Sein a déclaré à RFA qu’elle et ses collègues travailleurs migrants travaillaient de longues heures chaque jour, sans jamais savoir si leurs salaires seraient payés.

« Nous commencions à travailler à 7h30 avec une pause déjeuner à 12h10 », a-t-elle expliqué. « Nous travaillions jusqu’à 17 h, mais nous étions rappelés 30 minutes plus tard pour le quart de nuit, qui se terminait vers 22 h. L’employeur n’a jamais mentionné le montant exact du salaire [qu’il nous verserait], mais a insisté sur le fait que nous ne gagnerions pas autant que nous le souhaitions.

Sein a déclaré que les ouvrières vivaient dans une pièce au dernier étage de l’usine où elles travaillaient.

« Chaque étage avait une caméra de vidéosurveillance, donc nous ne pouvions pas nous échapper », a-t-elle déclaré. « Nous pouvions cuisiner dans la chambre, mais nous devions demander à d’autres de nous faire nos courses. »

Le propriétaire de l’usine a ensuite tenté de convaincre Sein et d’autres migrants de leur remettre leur carte d’identité nationale du Myanmar, mais ils ont refusé.

« À ce moment-là, il a menacé de nous licencier et a exigé que nous remboursions 15 000 bahts pour les frais de transport [du Myanmar à la Thaïlande] », a-t-elle déclaré. « Lorsque nous lui avons dit que nous n’avions pas d’argent, il nous a demandé 500 bahts [par mois] pour rester à l’usine pendant que nous cherchions un autre emploi. Nous ne pouvions pas nous le permettre.

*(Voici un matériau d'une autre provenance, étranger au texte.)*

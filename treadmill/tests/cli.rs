//! CLI tests for the `treadmill` binary.
//!
//! Spawns the binary against fixture repositories and checks exit codes and
//! that refused runs leave the repository untouched.

use std::fs;
use std::path::Path;
use std::process::{Command, Output};

use treadmill::exit_codes;
use treadmill::test_support::TestRepo;

fn treadmill(repo: &TestRepo, config: &Path, args: &[&str]) -> Output {
    Command::new(env!("CARGO_BIN_EXE_treadmill"))
        .arg("-C")
        .arg(repo.path())
        .arg("--config")
        .arg(config)
        .args(args)
        .env_remove("RUST_LOG")
        .output()
        .expect("run treadmill")
}

fn treadmill_repo() -> (TestRepo, std::path::PathBuf) {
    let repo = TestRepo::new().expect("repo");
    repo.make_treadmill_branch("treadmill", "origin/main")
        .expect("treadmill branch");
    let config = repo.write_config(&repo.config()).expect("config");
    (repo, config)
}

#[test]
fn mode_is_required_and_exclusive() {
    let (repo, config) = treadmill_repo();

    let none = treadmill(&repo, &config, &[]);
    assert_eq!(none.status.code(), Some(exit_codes::USAGE));

    let both = treadmill(&repo, &config, &["--sync", "--pick"]);
    assert_eq!(both.status.code(), Some(exit_codes::USAGE));
}

#[test]
fn sentinel_aborts_before_touching_git() {
    let (repo, config) = treadmill_repo();
    repo.set_dependency_head("v1.1.0-dev.2").expect("dep head");
    fs::write(repo.sentinel_path(), "From 0000\n").expect("write sentinel");
    let head = repo.head().expect("head");
    let reflog = repo.git(&["reflog"]).expect("reflog");

    let out = treadmill(&repo, &config, &["--sync"]);

    assert_eq!(out.status.code(), Some(exit_codes::FAILED));
    let stderr = String::from_utf8_lossy(&out.stderr);
    assert!(stderr.contains("treadmill-recovery.patch"), "{stderr}");
    assert_eq!(repo.head().expect("head"), head);
    assert_eq!(repo.git(&["reflog"]).expect("reflog"), reflog);
    assert!(repo.sentinel_path().exists());
}

#[test]
fn dirty_tree_aborts() {
    let (repo, config) = treadmill_repo();
    fs::write(repo.path().join("go.mod"), "module example.com/widget\n").expect("write");
    let reflog = repo.git(&["reflog"]).expect("reflog");

    let out = treadmill(&repo, &config, &["--sync"]);

    assert_eq!(out.status.code(), Some(exit_codes::FAILED));
    let stderr = String::from_utf8_lossy(&out.stderr);
    assert!(stderr.contains("uncommitted changes"), "{stderr}");
    assert_eq!(repo.git(&["reflog"]).expect("reflog"), reflog);
}

#[test]
fn sync_twice_reports_nothing_changed() {
    let (repo, config) = treadmill_repo();
    repo.set_dependency_head("v1.1.0-dev.2").expect("dep head");

    let first = treadmill(&repo, &config, &["--sync"]);
    assert_eq!(
        first.status.code(),
        Some(exit_codes::OK),
        "{}",
        String::from_utf8_lossy(&first.stderr)
    );
    let head = repo.head().expect("head");

    let second = treadmill(&repo, &config, &["--sync"]);
    assert_eq!(second.status.code(), Some(exit_codes::OK));
    let stdout = String::from_utf8_lossy(&second.stdout);
    assert!(
        stdout.contains("Nothing changed (same pin, same base, same tree)"),
        "{stdout}"
    );
    assert_eq!(repo.head().expect("head"), head);
}

#[test]
fn dry_run_exits_cleanly() {
    let (repo, config) = treadmill_repo();
    repo.set_dependency_head("v1.1.0-dev.2").expect("dep head");
    let head = repo.head().expect("head");

    let out = treadmill(&repo, &config, &["--sync", "--dry-run"]);

    assert_eq!(out.status.code(), Some(exit_codes::OK));
    assert!(String::from_utf8_lossy(&out.stdout).contains("[dry-run]"));
    assert_eq!(repo.head().expect("head"), head);
}

#[test]
fn verification_failure_has_its_own_code() {
    let (repo, _) = treadmill_repo();
    repo.set_dependency_head("v1.1.0-dev.2").expect("dep head");
    let mut cfg = repo.config();
    cfg.commands.docs_xref = vec!["false".to_string()];
    let config = repo.write_config(&cfg).expect("config");

    let out = treadmill(&repo, &config, &["--sync"]);

    assert_eq!(out.status.code(), Some(exit_codes::VERIFY_FAILED));
    assert!(String::from_utf8_lossy(&out.stderr).contains("post-change check(s) failed"));
}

Sein a déclaré qu’elle et ses collègues travailleurs migrants avaient « peur d’être arrêtés » pour ne pas avoir payé le propriétaire. Lorsque des migrants contactent directement la police, ils risquent la prison et la police prend systématiquement le parti des patrons thaïlandais.

Alors ces 10 femmes ont contacté le MHAC pour obtenir de l’aide car si les ONG contactent la police, les officiers ne peuvent plus ignorer ni s’en prendre aux migrants.

Ye Min du MHAC a déclaré que sept des dix femmes avaient un permis pour vivre et travailler en Thaïlande, tandis que les trois autres étaient sans papiers.

« Dans certains cas, les migrants ont été vendus comme esclaves sur des bateaux de pêche, et des jeunes femmes ont été vendues à des réseaux de trafic d’êtres humains à la frontière malaisienne [avec la Thaïlande] », a-t-il déclaré. « Le coup d’État militaire a ruiné notre pays, obligeant les gens à émigrer vers la Thaïlande, où ils sont confrontés à une tragédie. »

Dans les faits, l’esclavage moderne en Thailande est documenté depuis 2010 donc bien avant le Coup d’État.

On estime à trois millions au moins le nombre de migrants, légaux ou pas, des pays voisins qui font tourner la Thailande. Les Birmans sont les plus nombreux. La plupart des patrons thaïlandais respectent leurs employés étrangers.

Les patrons thaïlandais demandent un assouplissement des procédures kafkaïennes pour permettre à cette main d’œuvre malléable et courageuse de travailler légalement en Thailande. Le gouvernement vient de baisser les frais demandés aux migrants, reste à simplifier les formulaires.